**Recorded data:**
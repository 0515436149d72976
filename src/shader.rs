//! Static analysis of GLSL shader interfaces.
//!
//! A shader goes through [`lexer`], [`parser`] and [`include`] resolution, has its type names
//! resolved by [`types`] and is finally folded into a [`interface::ShaderInterface`].

pub mod include;
pub mod interface;
pub mod lexer;
pub mod parser;
pub mod types;

use std::{
    fmt,
    ops::Range,
    path::{Path, PathBuf},
};

/// Position of a token or declaration in a shader file.
#[derive(Debug, Clone, PartialEq, Eq)]
pub struct Location {
    pub file: PathBuf,
    /// 1-based line.
    pub line: u32,
    /// 1-based column, counted in characters.
    pub column: u32,
    /// Byte range in the file.
    pub range: Range<usize>,
}

impl fmt::Display for Location {
    fn fmt(&self, f: &mut fmt::Formatter) -> fmt::Result {
        write!(f, "{}:{}:{}", self.file.display(), self.line, self.column)
    }
}

/// Storage class of an interface declaration.
#[derive(Debug, Clone, Copy, PartialEq, Eq, Hash, PartialOrd, Ord)]
pub enum Qualifier {
    Uniform,
    /// `in` or `attribute`
    In,
    /// `out` or `varying`
    Out,
    Const,
}

impl Qualifier {
    pub fn from_keyword(keyword: &str) -> Option<Qualifier> {
        match keyword {
            "uniform" => Some(Qualifier::Uniform),
            "in" | "attribute" => Some(Qualifier::In),
            "out" | "varying" => Some(Qualifier::Out),
            "const" => Some(Qualifier::Const),
            _ => None,
        }
    }
}

impl fmt::Display for Qualifier {
    fn fmt(&self, f: &mut fmt::Formatter) -> fmt::Result {
        f.write_str(match self {
            Qualifier::Uniform => "uniform",
            Qualifier::In => "input",
            Qualifier::Out => "output",
            Qualifier::Const => "constant",
        })
    }
}

/// Programmable stage a shader file is written for, from its extension.
#[derive(Debug, Clone, Copy, PartialEq, Eq, Hash)]
pub enum ShaderStage {
    /// `.vert` or `.vs`
    Vertex,
    /// `.frag` or `.fs`
    Fragment,
    /// Anything else, such as `.glsl` libraries.
    Generic,
}

impl ShaderStage {
    pub fn of(path: &Path) -> ShaderStage {
        match path.extension().and_then(|extension| extension.to_str()) {
            Some("vert" | "vs") => ShaderStage::Vertex,
            Some("frag" | "fs") => ShaderStage::Fragment,
            _ => ShaderStage::Generic,
        }
    }
}

impl fmt::Display for ShaderStage {
    fn fmt(&self, f: &mut fmt::Formatter) -> fmt::Result {
        f.write_str(match self {
            ShaderStage::Vertex => "vertex shader",
            ShaderStage::Fragment => "fragment shader",
            ShaderStage::Generic => "shader",
        })
    }
}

**To do:** How many lines in these records hold the string "Some"? Reply with the number alone.

**Final answer:** 6